PROBLEM DESCRIPTION:
Give back exactly the lines that run from the beginning of the entries to the line containing "#[derive(Debug, Clone, PartialEq, Serialize)]", both included, and nothing else.

==== RECORDED DATA ====

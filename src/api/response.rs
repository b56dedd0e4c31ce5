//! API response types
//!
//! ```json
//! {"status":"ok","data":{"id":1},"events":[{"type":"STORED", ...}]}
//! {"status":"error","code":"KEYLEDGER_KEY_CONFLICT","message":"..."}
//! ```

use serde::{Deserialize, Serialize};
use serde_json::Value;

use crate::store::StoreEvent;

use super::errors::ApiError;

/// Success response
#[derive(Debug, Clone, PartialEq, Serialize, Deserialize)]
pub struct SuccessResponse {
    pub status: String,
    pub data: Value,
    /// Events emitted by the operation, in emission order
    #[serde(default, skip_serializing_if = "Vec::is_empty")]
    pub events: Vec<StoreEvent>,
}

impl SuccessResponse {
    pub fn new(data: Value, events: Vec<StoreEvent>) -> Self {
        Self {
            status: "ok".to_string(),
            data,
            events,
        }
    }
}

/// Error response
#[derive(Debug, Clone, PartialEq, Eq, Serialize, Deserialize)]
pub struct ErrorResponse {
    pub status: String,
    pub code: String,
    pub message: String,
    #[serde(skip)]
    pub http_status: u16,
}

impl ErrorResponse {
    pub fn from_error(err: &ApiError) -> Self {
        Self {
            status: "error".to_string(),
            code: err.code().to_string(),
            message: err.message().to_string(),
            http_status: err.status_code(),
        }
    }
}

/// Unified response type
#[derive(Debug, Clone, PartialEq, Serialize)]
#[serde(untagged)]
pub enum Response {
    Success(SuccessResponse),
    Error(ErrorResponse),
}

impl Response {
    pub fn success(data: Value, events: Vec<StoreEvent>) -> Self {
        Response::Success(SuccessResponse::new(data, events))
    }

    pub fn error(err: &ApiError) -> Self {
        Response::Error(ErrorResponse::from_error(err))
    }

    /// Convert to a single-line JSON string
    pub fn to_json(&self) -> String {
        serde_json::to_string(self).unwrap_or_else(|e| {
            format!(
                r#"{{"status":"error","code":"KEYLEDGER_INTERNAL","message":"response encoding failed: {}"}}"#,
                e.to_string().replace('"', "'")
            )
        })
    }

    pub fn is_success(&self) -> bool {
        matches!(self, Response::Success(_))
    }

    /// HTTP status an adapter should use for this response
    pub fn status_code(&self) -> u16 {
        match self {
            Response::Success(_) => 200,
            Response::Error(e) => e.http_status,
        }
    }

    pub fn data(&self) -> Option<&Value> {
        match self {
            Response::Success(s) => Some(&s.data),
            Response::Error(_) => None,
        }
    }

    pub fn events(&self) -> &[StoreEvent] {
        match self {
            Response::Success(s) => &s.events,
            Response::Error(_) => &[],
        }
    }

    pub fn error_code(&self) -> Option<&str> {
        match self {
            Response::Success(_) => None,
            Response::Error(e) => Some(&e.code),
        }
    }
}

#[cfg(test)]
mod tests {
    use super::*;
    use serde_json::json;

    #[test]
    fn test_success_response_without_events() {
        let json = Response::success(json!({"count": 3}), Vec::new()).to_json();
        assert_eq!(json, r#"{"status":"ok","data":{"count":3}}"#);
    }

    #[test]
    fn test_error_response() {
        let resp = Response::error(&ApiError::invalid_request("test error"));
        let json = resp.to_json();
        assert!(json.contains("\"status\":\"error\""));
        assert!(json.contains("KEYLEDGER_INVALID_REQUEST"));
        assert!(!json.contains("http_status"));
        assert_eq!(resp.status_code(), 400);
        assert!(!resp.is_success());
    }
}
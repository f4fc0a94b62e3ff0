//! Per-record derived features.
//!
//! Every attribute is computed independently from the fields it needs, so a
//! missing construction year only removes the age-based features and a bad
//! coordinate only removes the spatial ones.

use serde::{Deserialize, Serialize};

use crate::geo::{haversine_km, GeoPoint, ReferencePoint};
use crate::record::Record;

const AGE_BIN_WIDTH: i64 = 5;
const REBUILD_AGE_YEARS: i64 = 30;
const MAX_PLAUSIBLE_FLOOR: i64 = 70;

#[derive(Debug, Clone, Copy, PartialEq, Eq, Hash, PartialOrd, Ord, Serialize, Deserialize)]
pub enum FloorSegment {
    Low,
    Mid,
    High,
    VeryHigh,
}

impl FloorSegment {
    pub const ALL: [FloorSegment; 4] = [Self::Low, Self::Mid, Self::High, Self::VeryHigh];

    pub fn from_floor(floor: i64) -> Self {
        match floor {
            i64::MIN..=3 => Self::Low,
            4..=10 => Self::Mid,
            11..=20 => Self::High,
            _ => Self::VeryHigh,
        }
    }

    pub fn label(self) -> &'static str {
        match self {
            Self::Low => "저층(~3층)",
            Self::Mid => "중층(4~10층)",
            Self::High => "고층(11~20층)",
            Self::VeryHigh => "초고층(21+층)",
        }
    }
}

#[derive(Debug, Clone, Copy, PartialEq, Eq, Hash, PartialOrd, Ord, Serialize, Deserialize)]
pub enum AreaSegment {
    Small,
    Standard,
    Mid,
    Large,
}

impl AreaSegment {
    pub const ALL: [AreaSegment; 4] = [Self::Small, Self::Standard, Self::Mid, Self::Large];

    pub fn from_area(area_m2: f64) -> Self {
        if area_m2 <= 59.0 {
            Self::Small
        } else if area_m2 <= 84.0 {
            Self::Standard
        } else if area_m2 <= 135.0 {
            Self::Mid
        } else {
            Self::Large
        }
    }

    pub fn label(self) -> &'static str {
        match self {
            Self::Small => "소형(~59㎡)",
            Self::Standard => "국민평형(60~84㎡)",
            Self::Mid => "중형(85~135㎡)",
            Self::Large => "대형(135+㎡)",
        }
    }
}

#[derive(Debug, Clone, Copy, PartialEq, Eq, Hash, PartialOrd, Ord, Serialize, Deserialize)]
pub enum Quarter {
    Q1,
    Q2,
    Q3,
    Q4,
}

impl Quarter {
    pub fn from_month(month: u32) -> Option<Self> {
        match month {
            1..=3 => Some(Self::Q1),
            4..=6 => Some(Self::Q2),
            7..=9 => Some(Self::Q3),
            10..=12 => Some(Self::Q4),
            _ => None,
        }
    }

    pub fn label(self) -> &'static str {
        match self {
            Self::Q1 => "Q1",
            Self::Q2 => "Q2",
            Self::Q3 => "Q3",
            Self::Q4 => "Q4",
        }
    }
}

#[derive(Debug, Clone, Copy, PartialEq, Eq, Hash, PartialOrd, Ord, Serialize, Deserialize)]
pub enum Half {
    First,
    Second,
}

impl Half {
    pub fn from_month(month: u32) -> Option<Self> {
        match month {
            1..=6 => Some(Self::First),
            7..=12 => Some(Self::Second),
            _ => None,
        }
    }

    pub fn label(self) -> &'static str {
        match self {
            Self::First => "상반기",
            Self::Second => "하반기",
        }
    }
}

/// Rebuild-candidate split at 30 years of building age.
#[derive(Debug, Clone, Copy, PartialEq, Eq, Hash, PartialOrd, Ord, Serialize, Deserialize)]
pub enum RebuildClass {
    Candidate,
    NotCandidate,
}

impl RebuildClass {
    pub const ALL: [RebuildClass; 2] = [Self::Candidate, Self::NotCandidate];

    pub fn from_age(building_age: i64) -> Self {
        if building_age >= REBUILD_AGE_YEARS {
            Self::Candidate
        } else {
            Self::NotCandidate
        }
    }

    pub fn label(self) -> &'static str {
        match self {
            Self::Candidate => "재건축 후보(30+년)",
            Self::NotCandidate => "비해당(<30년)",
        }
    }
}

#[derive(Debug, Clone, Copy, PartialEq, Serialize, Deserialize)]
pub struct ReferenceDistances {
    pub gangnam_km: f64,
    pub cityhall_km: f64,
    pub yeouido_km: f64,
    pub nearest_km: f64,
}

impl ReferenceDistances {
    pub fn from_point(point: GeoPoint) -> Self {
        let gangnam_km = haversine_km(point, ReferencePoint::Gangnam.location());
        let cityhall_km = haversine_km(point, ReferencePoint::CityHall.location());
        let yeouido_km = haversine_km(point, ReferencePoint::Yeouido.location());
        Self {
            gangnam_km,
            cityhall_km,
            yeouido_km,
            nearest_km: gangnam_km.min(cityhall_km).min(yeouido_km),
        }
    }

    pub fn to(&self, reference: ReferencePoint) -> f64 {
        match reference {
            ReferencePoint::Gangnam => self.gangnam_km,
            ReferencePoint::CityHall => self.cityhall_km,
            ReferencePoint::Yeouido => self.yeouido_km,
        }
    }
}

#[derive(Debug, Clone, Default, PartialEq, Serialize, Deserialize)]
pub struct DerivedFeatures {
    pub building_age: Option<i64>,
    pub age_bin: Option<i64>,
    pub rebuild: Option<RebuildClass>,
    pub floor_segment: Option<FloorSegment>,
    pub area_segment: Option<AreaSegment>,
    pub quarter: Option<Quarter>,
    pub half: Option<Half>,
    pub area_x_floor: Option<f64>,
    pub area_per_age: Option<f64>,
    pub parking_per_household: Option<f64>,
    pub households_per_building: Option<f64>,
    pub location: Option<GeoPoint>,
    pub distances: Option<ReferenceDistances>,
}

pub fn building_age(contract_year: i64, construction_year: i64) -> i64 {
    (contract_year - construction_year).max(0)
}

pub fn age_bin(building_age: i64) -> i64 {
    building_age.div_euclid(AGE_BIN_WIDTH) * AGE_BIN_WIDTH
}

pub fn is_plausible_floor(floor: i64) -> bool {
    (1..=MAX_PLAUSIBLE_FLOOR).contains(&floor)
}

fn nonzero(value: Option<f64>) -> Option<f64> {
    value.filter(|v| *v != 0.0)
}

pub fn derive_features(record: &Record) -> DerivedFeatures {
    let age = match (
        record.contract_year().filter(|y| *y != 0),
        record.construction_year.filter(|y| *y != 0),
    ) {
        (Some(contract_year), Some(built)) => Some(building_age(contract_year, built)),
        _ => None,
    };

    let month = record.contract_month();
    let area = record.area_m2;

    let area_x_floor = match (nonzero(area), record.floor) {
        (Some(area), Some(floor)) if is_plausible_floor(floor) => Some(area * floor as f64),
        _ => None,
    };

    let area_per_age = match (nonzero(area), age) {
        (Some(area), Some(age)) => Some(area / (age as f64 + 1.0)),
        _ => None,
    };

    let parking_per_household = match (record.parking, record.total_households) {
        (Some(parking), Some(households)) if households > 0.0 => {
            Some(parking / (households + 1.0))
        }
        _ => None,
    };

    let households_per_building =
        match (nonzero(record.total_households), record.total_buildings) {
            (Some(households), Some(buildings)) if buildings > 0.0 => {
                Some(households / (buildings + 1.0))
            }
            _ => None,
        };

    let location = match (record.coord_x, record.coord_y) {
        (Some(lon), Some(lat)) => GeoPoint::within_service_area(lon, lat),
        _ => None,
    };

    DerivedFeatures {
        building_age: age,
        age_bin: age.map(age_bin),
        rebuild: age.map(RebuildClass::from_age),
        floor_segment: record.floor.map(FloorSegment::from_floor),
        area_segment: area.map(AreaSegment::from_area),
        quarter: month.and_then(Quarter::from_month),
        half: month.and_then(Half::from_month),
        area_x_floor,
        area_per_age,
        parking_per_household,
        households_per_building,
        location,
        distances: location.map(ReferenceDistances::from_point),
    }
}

====

TASK RESULT:
filename src/api/response.rs
repository b56dedd0e4c31ce5
//! API response types
//!
//! ```json
//! {"status":"ok","data":{"id":1},"events":[{"type":"STORED", ...}]}
//! {"status":"error","code":"KEYLEDGER_KEY_CONFLICT","message":"..."}
//! ```

use serde::{Deserialize, Serialize};
use serde_json::Value;

use crate::store::StoreEvent;

use super::errors::ApiError;

/// Success response
#[derive(Debug, Clone, PartialEq, Serialize, Deserialize)]
pub struct SuccessResponse {
    pub status: String,
    pub data: Value,
    /// Events emitted by the operation, in emission order
    #[serde(default, skip_serializing_if = "Vec::is_empty")]
    pub events: Vec<StoreEvent>,
}

impl SuccessResponse {
    pub fn new(data: Value, events: Vec<StoreEvent>) -> Self {
        Self {
            status: "ok".to_string(),
            data,
            events,
        }
    }
}

/// Error response
#[derive(Debug, Clone, PartialEq, Eq, Serialize, Deserialize)]
pub struct ErrorResponse {
    pub status: String,
    pub code: String,
    pub message: String,
    #[serde(skip)]
    pub http_status: u16,
}

impl ErrorResponse {
    pub fn from_error(err: &ApiError) -> Self {
        Self {
            status: "error".to_string(),
            code: err.code().to_string(),
            message: err.message().to_string(),
            http_status: err.status_code(),
        }
    }
}

/// Unified response type
#[derive(Debug, Clone, PartialEq, Serialize)]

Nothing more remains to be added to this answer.